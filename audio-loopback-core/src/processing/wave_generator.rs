use crate::models::error::AudioError;
use crate::models::format::WaveFormat;
use crate::storage::wav_reader::WavData;

use super::sample_codec::{SampleReader, SampleWriter};
use super::sample_queue::{RenderBuffer, SampleQueue, SampleSource};

/// Channels carried from a source frame into the device frame.
pub const MAX_CHANNELS: usize = 8;

/// Pre-renders an in-memory wave into device-format chunks.
///
/// The source is upsampled by the integer ratio `device_rate / source_rate`
/// (each frame repeated) and split into chunks of one device period. The
/// last chunk holds whatever remains, so the queue carries exactly
/// `source_frames * ratio` frames.
#[derive(Debug, Default)]
pub struct WaveSampleGenerator {
    queue: SampleQueue,
}

impl WaveSampleGenerator {
    pub fn new() -> Self {
        Self::default()
    }

    /// Replace the queue with `wave` rendered for `device`.
    pub fn generate_sample_buffer(
        &mut self,
        wave: &[u8],
        source: &WaveFormat,
        frames_per_period: u32,
        device: &WaveFormat,
    ) -> Result<(), AudioError> {
        if frames_per_period == 0 {
            return Err(AudioError::InvalidArgument("frames per period must be positive".into()));
        }
        if source.samples_per_sec == 0 {
            return Err(AudioError::UnsupportedFormat("source sample rate is zero".into()));
        }
        let ratio = (device.samples_per_sec / source.samples_per_sec) as usize;
        if ratio == 0 {
            return Err(AudioError::UnsupportedFormat(format!(
                "device rate {} is below source rate {}",
                device.samples_per_sec, source.samples_per_sec
            )));
        }
        if device.samples_per_sec % source.samples_per_sec != 0 {
            log::warn!(
                "resample ratio {}/{} is not integral, repeating each frame {} times",
                device.samples_per_sec,
                source.samples_per_sec,
                ratio
            );
        }

        let mut reader = SampleReader::new(wave, source)?;
        let total_frames = reader.frames_remaining() * ratio;
        let mut rendered = vec![0u8; total_frames * device.frame_bytes()];
        {
            let mut writer = SampleWriter::new(&mut rendered, device)?;
            let mut frame = [0.0f32; MAX_CHANNELS];
            while !reader.is_eof() {
                reader.read_frame(&mut frame);
                for _ in 0..ratio {
                    writer.write_frame(&frame);
                }
            }
        }

        self.queue.flush();
        let chunk_bytes = frames_per_period as usize * device.frame_bytes();
        for chunk in rendered.chunks(chunk_bytes) {
            self.queue.push(RenderBuffer::new(chunk.to_vec(), chunk.len()));
        }
        log::info!(
            "queued {} frames in {} buffers ({} Hz -> {} Hz)",
            total_frames,
            self.queue.len(),
            source.samples_per_sec,
            device.samples_per_sec
        );
        Ok(())
    }

    /// Convenience wrapper over [`generate_sample_buffer`](Self::generate_sample_buffer) for a parsed file.
    pub fn from_wav(wav: &WavData, frames_per_period: u32, device: &WaveFormat) -> Result<Self, AudioError> {
        let mut generator = Self::new();
        generator.generate_sample_buffer(wav.audio(), &wav.format, frames_per_period, device)?;
        Ok(generator)
    }

    /// Number of chunks still queued.
    pub fn buffer_count(&self) -> usize {
        self.queue.len()
    }

    pub fn queued_bytes(&self) -> usize {
        self.queue.queued_bytes()
    }
}

impl SampleSource for WaveSampleGenerator {
    fn buffer_length(&self) -> usize {
        self.queue.buffer_length()
    }

    fn fill_sample_buffer(&mut self, out: &mut [u8]) -> Result<usize, AudioError> {
        self.queue.fill_sample_buffer(out)
    }

    fn is_eof(&self) -> bool {
        self.queue.is_empty()
    }

    fn flush(&mut self) {
        self.queue.flush();
    }
}

#[cfg(test)]
mod tests {
    use approx::assert_relative_eq;

    use super::*;

    fn pcm16(samples: &[i16]) -> Vec<u8> {
        samples.iter().flat_map(|s| s.to_le_bytes()).collect()
    }

    fn floats(bytes: &[u8]) -> Vec<f32> {
        bytes
            .chunks_exact(4)
            .map(|b| f32::from_le_bytes([b[0], b[1], b[2], b[3]]))
            .collect()
    }

    #[test]
    fn upsamples_by_repeating_frames() {
        let source = WaveFormat::pcm(22050, 1, 16);
        let device = WaveFormat::ieee_float(44100, 2);
        let mut generator = WaveSampleGenerator::new();
        generator
            .generate_sample_buffer(&pcm16(&[16384, -16384]), &source, 64, &device)
            .unwrap();

        let len = generator.buffer_length();
        assert_eq!(len, 4 * 8);
        let mut out = vec![0u8; len];
        generator.fill_sample_buffer(&mut out).unwrap();

        let samples = floats(&out);
        let expected = [0.5, 0.0, 0.5, 0.0, -0.5, 0.0, -0.5, 0.0];
        for (got, want) in samples.iter().zip(expected) {
            assert_relative_eq!(*got, want);
        }
        assert!(generator.is_eof());
    }

    #[test]
    fn total_frames_equal_source_frames_times_ratio() {
        let source = WaveFormat::pcm(16000, 2, 16);
        let wave = pcm16(&vec![100; 2 * 1000]);

        for (device_rate, ratio) in [(16000, 1), (32000, 2), (48000, 3)] {
            let device = WaveFormat::ieee_float(device_rate, 2);
            let mut generator = WaveSampleGenerator::new();
            generator.generate_sample_buffer(&wave, &source, 441, &device).unwrap();

            let frames = generator.queued_bytes() / device.frame_bytes();
            assert_eq!(frames, 1000 * ratio, "device rate {}", device_rate);

            // every chunk but the last holds a full period
            let full_chunks = (1000 * ratio) / 441;
            let mut drained = 0;
            let mut chunks = 0;
            while !generator.is_eof() {
                let len = generator.buffer_length();
                if chunks < full_chunks {
                    assert_eq!(len, 441 * device.frame_bytes());
                }
                let mut out = vec![0u8; len];
                drained += generator.fill_sample_buffer(&mut out).unwrap();
                chunks += 1;
            }
            assert_eq!(drained / device.frame_bytes(), 1000 * ratio);
        }
    }

    #[test]
    fn narrows_to_device_channels() {
        let source = WaveFormat::ieee_float(48000, 4);
        let device = WaveFormat::pcm(48000, 2, 16);
        let wave: Vec<u8> = [0.5f32, -0.5, 0.25, 0.25].iter().flat_map(|s| s.to_le_bytes()).collect();

        let mut generator = WaveSampleGenerator::new();
        generator.generate_sample_buffer(&wave, &source, 16, &device).unwrap();
        let mut out = vec![0u8; generator.buffer_length()];
        generator.fill_sample_buffer(&mut out).unwrap();

        assert_eq!(i16::from_le_bytes([out[0], out[1]]), 16383);
        assert_eq!(i16::from_le_bytes([out[2], out[3]]), -16383);
    }

    #[test]
    fn rejects_downsampling_and_empty_period() {
        let source = WaveFormat::pcm(48000, 1, 16);
        let device = WaveFormat::ieee_float(44100, 2);
        let mut generator = WaveSampleGenerator::new();

        assert!(matches!(
            generator.generate_sample_buffer(&pcm16(&[0; 4]), &source, 64, &device),
            Err(AudioError::UnsupportedFormat(_))
        ));
        assert!(matches!(
            generator.generate_sample_buffer(&pcm16(&[0; 4]), &source, 0, &WaveFormat::ieee_float(48000, 2)),
            Err(AudioError::InvalidArgument(_))
        ));
    }

    #[test]
    fn flush_discards_queue() {
        let source = WaveFormat::pcm(48000, 1, 16);
        let device = WaveFormat::ieee_float(48000, 2);
        let mut generator = WaveSampleGenerator::new();
        generator.generate_sample_buffer(&pcm16(&[1; 256]), &source, 32, &device).unwrap();
        assert_eq!(generator.buffer_count(), 8);

        generator.flush();
        assert!(generator.is_eof());
        assert_eq!(generator.buffer_length(), 0);
    }
}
◇ ◇ ◇ ◇ ◇ ◇ ◇
- WHAT IS BEING ASKED: Whenever the word "collect" appears in a line of the listing, copy out that line.

- RESPONSE BOX:
        samples.iter().flat_map(|s| s.to_le_bytes()).collect()
            .collect()
        let wave: Vec<u8> = [0.5f32, -0.5, 0.25, 0.25].iter().flat_map(|s| s.to_le_bytes()).collect();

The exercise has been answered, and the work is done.